Task inputs Start Marker

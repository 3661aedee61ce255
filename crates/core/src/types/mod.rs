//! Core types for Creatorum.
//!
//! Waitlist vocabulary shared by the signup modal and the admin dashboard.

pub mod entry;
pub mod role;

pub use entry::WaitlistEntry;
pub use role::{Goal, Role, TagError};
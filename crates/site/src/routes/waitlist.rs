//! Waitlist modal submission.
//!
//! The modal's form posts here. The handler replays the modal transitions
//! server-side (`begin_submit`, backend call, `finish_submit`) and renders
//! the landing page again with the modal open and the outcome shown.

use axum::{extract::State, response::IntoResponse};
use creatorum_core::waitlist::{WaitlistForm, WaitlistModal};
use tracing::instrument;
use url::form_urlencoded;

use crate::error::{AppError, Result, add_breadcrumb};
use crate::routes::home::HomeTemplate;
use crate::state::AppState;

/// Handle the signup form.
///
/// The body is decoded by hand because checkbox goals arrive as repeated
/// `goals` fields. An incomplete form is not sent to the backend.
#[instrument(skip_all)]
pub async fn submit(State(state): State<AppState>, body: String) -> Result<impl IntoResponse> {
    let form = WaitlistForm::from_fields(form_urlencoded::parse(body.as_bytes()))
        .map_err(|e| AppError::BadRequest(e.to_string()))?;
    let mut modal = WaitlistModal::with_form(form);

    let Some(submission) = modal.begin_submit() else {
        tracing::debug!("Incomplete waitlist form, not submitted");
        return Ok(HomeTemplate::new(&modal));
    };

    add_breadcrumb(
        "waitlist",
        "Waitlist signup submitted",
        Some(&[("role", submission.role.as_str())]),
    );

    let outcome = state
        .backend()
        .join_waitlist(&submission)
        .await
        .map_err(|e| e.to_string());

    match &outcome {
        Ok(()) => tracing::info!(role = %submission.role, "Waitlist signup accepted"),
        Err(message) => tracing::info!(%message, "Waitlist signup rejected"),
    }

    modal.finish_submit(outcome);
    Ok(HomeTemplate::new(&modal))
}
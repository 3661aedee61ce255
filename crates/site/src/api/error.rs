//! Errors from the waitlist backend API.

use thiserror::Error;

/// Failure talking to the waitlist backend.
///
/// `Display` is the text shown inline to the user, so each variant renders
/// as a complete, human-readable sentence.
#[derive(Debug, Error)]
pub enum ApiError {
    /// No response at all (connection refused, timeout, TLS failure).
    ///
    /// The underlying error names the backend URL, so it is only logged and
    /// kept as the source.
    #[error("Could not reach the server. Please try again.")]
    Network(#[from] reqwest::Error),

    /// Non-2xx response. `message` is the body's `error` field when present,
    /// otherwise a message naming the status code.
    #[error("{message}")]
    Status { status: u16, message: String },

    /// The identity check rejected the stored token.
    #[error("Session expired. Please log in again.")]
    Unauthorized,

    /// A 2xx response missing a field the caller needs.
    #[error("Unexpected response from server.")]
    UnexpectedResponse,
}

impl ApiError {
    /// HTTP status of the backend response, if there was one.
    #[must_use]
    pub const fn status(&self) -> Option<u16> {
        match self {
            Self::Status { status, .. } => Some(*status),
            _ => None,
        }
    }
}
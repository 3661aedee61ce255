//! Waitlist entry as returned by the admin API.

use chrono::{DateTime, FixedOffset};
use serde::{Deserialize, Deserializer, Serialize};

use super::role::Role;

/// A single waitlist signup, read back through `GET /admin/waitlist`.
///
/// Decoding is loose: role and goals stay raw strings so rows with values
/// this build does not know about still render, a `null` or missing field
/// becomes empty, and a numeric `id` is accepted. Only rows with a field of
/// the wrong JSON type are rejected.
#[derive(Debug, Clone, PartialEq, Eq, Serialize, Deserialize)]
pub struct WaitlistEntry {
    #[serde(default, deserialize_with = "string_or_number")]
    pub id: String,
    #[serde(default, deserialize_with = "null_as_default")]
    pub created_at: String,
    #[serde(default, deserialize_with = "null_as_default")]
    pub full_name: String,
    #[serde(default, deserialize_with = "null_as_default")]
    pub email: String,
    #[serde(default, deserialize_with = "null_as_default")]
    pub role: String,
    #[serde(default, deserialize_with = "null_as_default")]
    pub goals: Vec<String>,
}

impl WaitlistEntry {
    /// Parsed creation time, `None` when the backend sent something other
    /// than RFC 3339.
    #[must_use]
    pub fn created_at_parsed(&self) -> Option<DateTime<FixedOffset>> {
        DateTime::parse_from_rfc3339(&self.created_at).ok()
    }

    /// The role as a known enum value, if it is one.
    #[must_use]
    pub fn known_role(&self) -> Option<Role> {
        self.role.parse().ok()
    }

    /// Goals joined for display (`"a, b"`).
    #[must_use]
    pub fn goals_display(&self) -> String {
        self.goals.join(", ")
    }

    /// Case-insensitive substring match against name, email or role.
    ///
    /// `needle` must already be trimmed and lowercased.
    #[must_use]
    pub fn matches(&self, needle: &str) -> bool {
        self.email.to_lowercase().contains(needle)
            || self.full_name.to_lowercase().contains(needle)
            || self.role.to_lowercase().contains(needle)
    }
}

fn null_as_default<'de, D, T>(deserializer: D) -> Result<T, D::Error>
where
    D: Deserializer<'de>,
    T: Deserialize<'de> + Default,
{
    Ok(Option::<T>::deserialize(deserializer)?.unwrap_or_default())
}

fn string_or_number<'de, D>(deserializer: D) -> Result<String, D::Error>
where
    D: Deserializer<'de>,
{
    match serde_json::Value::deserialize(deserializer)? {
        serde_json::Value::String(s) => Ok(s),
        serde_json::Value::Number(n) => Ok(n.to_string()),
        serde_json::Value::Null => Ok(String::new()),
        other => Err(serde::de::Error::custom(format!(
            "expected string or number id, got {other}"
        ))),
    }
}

Task inputs End Marker

#### What you will do:
Would you copy out each line of the records above where the word "outcome" occurs?

#### Final answer:
//! the landing page again with the modal open and the outcome shown.
    let outcome = state
    match &outcome {
    modal.finish_submit(outcome);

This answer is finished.